Let’s take a look at the “data.txt”:
One of the pitfalls of “rot” ciphers is the fact that spaces and quantity of letters remains the same as the original text. So in this example we can guess that the first few words are very likely to be “The password is”. Knowing that the the positions are rotated by 13, we can rewrite the message by simply taking it letter by letter and counting back 13 positions. We can just copy this message and drop it into a website that will decode it such as rot13.com.
We should learn how to do this in the terminal though and luckily there’s a command for it: tr. tr is the “translate” function and it will accept an input to decipher followed by the “key”. Since computers in general are case sensitive, the capital and minimal alphabet sets are considered to be two distinct alphabets. One last thing to keep in mind with Caesar Ciphers is that it “wraps” around when it reaches the last letter of the alphabet on either end. So if we’re still counting and reach the letter “z”, we need to go back to the letter “a” and keep counting.
To use tr we need to specify the “original” then the key. In this case, our command would be cat data.txt | tr [a-z][A-Z] [n-za-m][N-ZA-M]. We’re essentially telling tr that for the set of “a to z” and “A to Z”, reorder the letters to start at “n” and continue until it wraps back around to “m” for both capital and minimal letters. Given that we can tell tr to use different “rot” numbers for capital and minimal letters, we can further complicate our cipher by giving it different rotations.

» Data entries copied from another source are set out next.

fn standard_rates() -> Vec<RateRecord> {
    vec![
        rate(
            "ec2-t3-medium",
            "AmazonEC2",
            "Compute Instance",
            &ec2_compute_attrs(),
            "hours",
            "0.0416",
        ),
        rate(
            "ebs-gp3",
            "AmazonEC2",
            "Storage",
            &[("volumeType", "gp3")],
            "GB-month",
            "0.08",
        ),
    ]
}

async fn catalog_with(rates: Vec<RateRecord>) -> Arc<InMemoryCatalog> {
    let catalog = Arc::new(InMemoryCatalog::new());
    let outcome = catalog
        .ingest(SnapshotIngest {
            provider: "aws".to_string(),
            region: "us-east-1".to_string(),
            alias: "default".to_string(),
            source: "test-fixture".to_string(),
            fetched_at: None,
            valid_from: None,
            valid_to: None,
            rates,
        })
        .await
        .unwrap();
    catalog.activate(outcome.snapshot_id).await.unwrap();
    catalog
}

/// Happy path, dev: t3.medium at 0.0416/hr plus a 50 GB gp3 volume at
/// 0.08/GB-month. P50 ≈ 0.0416 × 730 × 0.20 + 0.08 × 50 = 10.07.
#[tokio::test]
async fn happy_path_dev() {
    let catalog = catalog_with(standard_rates()).await;
    let pipeline = Pipeline::with_defaults(catalog);

    let plan = PlanDocument {
        format_version: "1.0".to_string(),
        resources: vec![resource(
            "aws_instance.web",
            "aws_instance",
            json!({
                "instance_type": "t3.medium",
                "root_block_device": [{"volume_type": "gp3", "volume_size": 50}],
            }),
        )],
    };

    let output = pipeline
        .run(EstimationRequest::new(plan, "dev"))
        .await
        .unwrap();

    let estimation = &output.estimation;
    assert!(!estimation.incomplete);
    assert_eq!(output.verdict.decision, Decision::Pass);

    // 0.0416 × 146 = 6.0736; 0.08 × 50 = 4.00
    assert_eq!(
        estimation.total_cost_p50,
        "10.0736".parse::<Decimal>().unwrap()
    );
    assert!(estimation.total_cost_p50 <= estimation.total_cost_p90);
    assert_eq!(estimation.drivers.len(), 2);
    assert!(estimation.confidence > 0.0);

    // Drivers sorted by P50 descending: compute first.
    assert_eq!(estimation.drivers[0].component_id, "aws_instance.web:compute");
}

This is what the file really says:
Sure enough, we guess the first part correctly and we now have the password.
In the “old world” before long distance communications were so common, it wasn’t difficult to agree on a key for deciphering messages; this is what’s now called a pre-shared key or PSK. Ciphers were commonly used for wartime communications and as such the parties involved would be physically present and agree on a key before separating. In today’s environment where long distance communications are commonplace and private, it’s not so feasible to physically meet everytime to decide on some key. This was resolved with the advent of Public Key Infrastructure or PKI: keys are now generated in a way that makes it possible to exchange information privately without ever having to decide on a PSK first.

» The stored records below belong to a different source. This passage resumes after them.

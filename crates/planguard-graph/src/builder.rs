use std::collections::{BTreeMap, HashMap, HashSet};

use planguard_types::ResourceNode;
use serde_json::Value;
use tracing::debug;

use crate::error::GraphError;
use crate::plan::{ChangeStats, PlanDocument};

/// A resource plus its resolved graph edges.
#[derive(Clone, Debug)]
pub struct GraphNode {
    pub resource: ResourceNode,
    /// Addresses this node depends on (explicit + inferred)
    pub dependencies: Vec<String>,
    /// Addresses that depend on this node
    pub dependents: Vec<String>,
}

/// The infrastructure dependency graph for one estimation run.
///
/// Node storage is ordered by address so traversals are deterministic.
#[derive(Clone, Debug, Default)]
pub struct ResourceGraph {
    nodes: BTreeMap<String, GraphNode>,
    pub roots: Vec<String>,
    pub leaves: Vec<String>,
    pub provider_counts: BTreeMap<String, usize>,
    pub region_counts: BTreeMap<String, usize>,
    pub change_stats: ChangeStats,
}

impl ResourceGraph {
    pub fn node(&self, address: &str) -> Option<&GraphNode> {
        self.nodes.get(address)
    }

    pub fn nodes(&self) -> impl Iterator<Item = &GraphNode> {
        self.nodes.values()
    }

    pub fn len(&self) -> usize {
        self.nodes.len()
    }

    pub fn is_empty(&self) -> bool {
        self.nodes.is_empty()
    }

    /// Nodes in dependency order: every node appears after everything it
    /// depends on. Rejects cycles.
    pub fn topological_sort(&self) -> Result<Vec<&GraphNode>, GraphError> {
        let mut sorted = Vec::with_capacity(self.nodes.len());
        let mut visited: HashSet<&str> = HashSet::new();
        let mut visiting: HashSet<&str> = HashSet::new();

        // Addresses visited in sorted order so the result is stable across runs.
        for address in self.nodes.keys() {
            self.visit(address, &mut visited, &mut visiting, &mut sorted)?;
        }
        Ok(sorted)
    }

    fn visit<'a>(
        &'a self,
        address: &'a str,
        visited: &mut HashSet<&'a str>,
        visiting: &mut HashSet<&'a str>,
        sorted: &mut Vec<&'a GraphNode>,
    ) -> Result<(), GraphError> {
        if visited.contains(address) {
            return Ok(());
        }
        if !visiting.insert(address) {
            return Err(GraphError::CircularDependency(address.to_string()));
        }

        let node = match self.nodes.get(address) {
            Some(node) => node,
            None => {
                // Dangling edge to an excluded resource; nothing to order.
                visiting.remove(address);
                return Ok(());
            }
        };

        for dep in &node.dependencies {
            self.visit(dep, visited, visiting, sorted)?;
        }

        visiting.remove(address);
        visited.insert(address);
        sorted.push(node);
        Ok(())
    }
}

/// Builds a [`ResourceGraph`] from a plan document.
pub struct GraphBuilder {
    resolve_implicit: bool,
}

impl Default for GraphBuilder {
    fn default() -> Self {
        Self::new()
    }
}

impl GraphBuilder {
    pub fn new() -> Self {
        Self {
            resolve_implicit: true,
        }
    }

    /// Disable implicit dependency inference (explicit edges only).
    pub fn without_implicit_dependencies(mut self) -> Self {
        self.resolve_implicit = false;
        self
    }

    pub fn build(&self, plan: &PlanDocument) -> Result<ResourceGraph, GraphError> {
        let mut graph = ResourceGraph::default();

        for resource in &plan.resources {
            if graph.nodes.contains_key(&resource.address) {
                return Err(GraphError::DuplicateAddress(resource.address.clone()));
            }
            graph.change_stats.record(resource.change_action);
            *graph
                .provider_counts
                .entry(resource.provider.clone())
                .or_default() += 1;
            if !resource.region.is_empty() {
                *graph
                    .region_counts
                    .entry(resource.region.clone())
                    .or_default() += 1;
            }
            graph.nodes.insert(
                resource.address.clone(),
                GraphNode {
                    resource: resource.clone(),
                    dependencies: Vec::new(),
                    dependents: Vec::new(),
                },
            );
        }

        // Explicit edges from the plan's dependency lists.
        let mut edges: Vec<(String, String)> = Vec::new();
        for node in graph.nodes.values() {
            for dep in &node.resource.dependencies {
                if graph.nodes.contains_key(dep) && dep != &node.resource.address {
                    edges.push((node.resource.address.clone(), dep.clone()));
                }
            }
        }

        // Implicit edges: string attributes referencing another address.
        if self.resolve_implicit {
            edges.extend(self.infer_implicit_edges(&graph));
        }

        for (from, to) in edges {
            if let Some(node) = graph.nodes.get_mut(&from) {
                if !node.dependencies.contains(&to) {
                    node.dependencies.push(to.clone());
                }
            }
            if let Some(dep_node) = graph.nodes.get_mut(&to) {
                if !dep_node.dependents.contains(&from) {
                    dep_node.dependents.push(from.clone());
                }
            }
        }

        for (address, node) in &graph.nodes {
            if node.dependencies.is_empty() {
                graph.roots.push(address.clone());
            }
            if node.dependents.is_empty() {
                graph.leaves.push(address.clone());
            }
        }

        debug!(
            resources = graph.nodes.len(),
            roots = graph.roots.len(),
            creates = graph.change_stats.creates,
            "built resource graph"
        );
        Ok(graph)
    }

    /// Scan string attributes for mentions of other resource addresses.
    /// Self-references and duplicates are skipped.
    fn infer_implicit_edges(&self, graph: &ResourceGraph) -> Vec<(String, String)> {
        // Index full and short (`type.name`) addresses for reference matching.
        let mut lookup: HashMap<String, String> = HashMap::new();
        for (address, node) in &graph.nodes {
            lookup.insert(address.clone(), address.clone());
            lookup.insert(node.resource.short_address(), address.clone());
        }

        let mut edges = Vec::new();
        for (address, node) in &graph.nodes {
            let mut refs: Vec<String> = Vec::new();
            scan_for_references(&node.resource.attributes, &lookup, &mut refs);
            refs.sort();
            refs.dedup();
            for target in refs {
                if &target == address {
                    continue;
                }
                edges.push((address.clone(), target));
            }
        }
        edges
    }
}

fn scan_for_references(value: &Value, lookup: &HashMap<String, String>, refs: &mut Vec<String>) {
    match value {
        Value::String(s) => {
            for (partial, full) in lookup {
                if s.contains(partial.as_str()) {
                    refs.push(full.clone());
                }
            }
        }
        Value::Array(items) => {
            for item in items {
                scan_for_references(item, lookup, refs);
            }
        }
        Value::Object(map) => {
            for item in map.values() {
                scan_for_references(item, lookup, refs);
            }
        }
        _ => {}
    }
}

PKI works by producing two distinctly different and but long and mathematically related keys. One of the keys is designated to be the “private” key and the other is the “public” key. The public key is known to everyone and is in some cases even broadcasted while the private key is kept secret. We’ll call this person who created this first key pair Bob. Another individual, Alice, also creates her own pair of public and private keys. She also broadcasts her public key and keeps her private one a secret. If Alice wants to talk to Bob, she creates a message and encrypts it using Bob’s public key (which is known to everyone). The “magic” of PKI is that this message, encrypted with Bob’s public key, is now only decipherable with Bob’s private key. Not even the original sender of the message, Alice, can decrypt the message she encrypted.

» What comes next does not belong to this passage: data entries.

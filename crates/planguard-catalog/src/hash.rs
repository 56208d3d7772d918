//! Stable hashing for rate keys and snapshot contents.

use std::collections::BTreeMap;

use sha2::{Digest, Sha256};

use crate::model::RateRecord;

/// Stable attribute hash: keys sorted lexicographically, joined as `k=v;`,
/// SHA-256 over the result. Identical attribute sets hash identically
/// regardless of insertion order.
pub fn attribute_hash(attributes: &BTreeMap<String, String>) -> String {
    let mut canonical = String::new();
    for (key, value) in attributes {
        canonical.push_str(key);
        canonical.push('=');
        canonical.push_str(value);
        canonical.push(';');
    }
    let mut hasher = Sha256::new();
    hasher.update(canonical.as_bytes());
    hex::encode(hasher.finalize())
}

/// Content hash of a snapshot: SHA-256 over the sorted canonical encoding
/// of its rates. Re-ingesting identical content produces the same hash.
pub fn content_hash(rates: &[RateRecord]) -> String {
    let mut lines: Vec<String> = rates.iter().map(canonical_rate_line).collect();
    lines.sort_unstable();

    let mut hasher = Sha256::new();
    for line in &lines {
        hasher.update(line.as_bytes());
        hasher.update(b"\n");
    }
    hex::encode(hasher.finalize())
}

fn canonical_rate_line(rate: &RateRecord) -> String {
    let mut attrs = String::new();
    for (key, value) in &rate.attributes {
        attrs.push_str(key);
        attrs.push('=');
        attrs.push_str(value);
        attrs.push(';');
    }
    format!(
        "{}|{}|{}|{}|{}|{}|{}|{}|{}",
        rate.sku,
        rate.service,
        rate.product_family,
        attrs,
        rate.unit,
        rate.price,
        rate.currency,
        rate.tier_min.map(|t| t.to_string()).unwrap_or_default(),
        rate.tier_max.map(|t| t.to_string()).unwrap_or_default(),
    )
}

#[cfg(test)]
mod tests {
    use super::*;
    use rust_decimal::Decimal;

    fn rate(sku: &str, price: &str) -> RateRecord {
        RateRecord {
            sku: sku.to_string(),
            service: "AmazonEC2".to_string(),
            product_family: "Compute Instance".to_string(),
            attributes: BTreeMap::from([
                ("instanceType".to_string(), "t3.medium".to_string()),
                ("operatingSystem".to_string(), "Linux".to_string()),
            ]),
            unit: "hours".to_string(),
            price: price.parse::<Decimal>().unwrap(),
            currency: "USD".to_string(),
            confidence: 1.0,
            tier_min: None,
            tier_max: None,
            effective_from: None,
        }
    }

    #[test]
    fn attribute_hash_ignores_insertion_order() {
        // BTreeMap sorts on insert, so two maps built in different orders
        // must encode identically.
        let mut forward = BTreeMap::new();
        forward.insert("a".to_string(), "1".to_string());
        forward.insert("b".to_string(), "2".to_string());

        let mut backward = BTreeMap::new();
        backward.insert("b".to_string(), "2".to_string());
        backward.insert("a".to_string(), "1".to_string());

        assert_eq!(attribute_hash(&forward), attribute_hash(&backward));
    }

    #[test]
    fn different_attributes_hash_differently() {
        let one = BTreeMap::from([("instanceType".to_string(), "t3.medium".to_string())]);
        let other = BTreeMap::from([("instanceType".to_string(), "t3.large".to_string())]);
        assert_ne!(attribute_hash(&one), attribute_hash(&other));
    }

    #[test]
    fn content_hash_is_order_independent() {
        let rates_a = vec![rate("sku-1", "0.0416"), rate("sku-2", "0.08")];
        let rates_b = vec![rate("sku-2", "0.08"), rate("sku-1", "0.0416")];
        assert_eq!(content_hash(&rates_a), content_hash(&rates_b));
    }

    #[test]
    fn content_hash_detects_price_changes() {
        let rates_a = vec![rate("sku-1", "0.0416")];
        let rates_b = vec![rate("sku-1", "0.0400")];
        assert_ne!(content_hash(&rates_a), content_hash(&rates_b));
    }
}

We’ve now covered two methods of encryption: PSK and PKI. These two encryption methods are examples of symmetric and asymmetric encryption. PSK is symmetric because both parties are using the same key to encrypt and decrypt the message. PKI is asymmetric because the encryption and decryption are split between two distinct keys. These are the two principles behind most encryption in the world today and all the different algorithms essentially rely on these two “methods”.
In fact, we’ve essentially been using PSK to log into our bandit levels and we’ll eventually use PKI as well. Later we’ll get into more detail about the pros and cons of both encryption methods, the different uses, and even cracking them.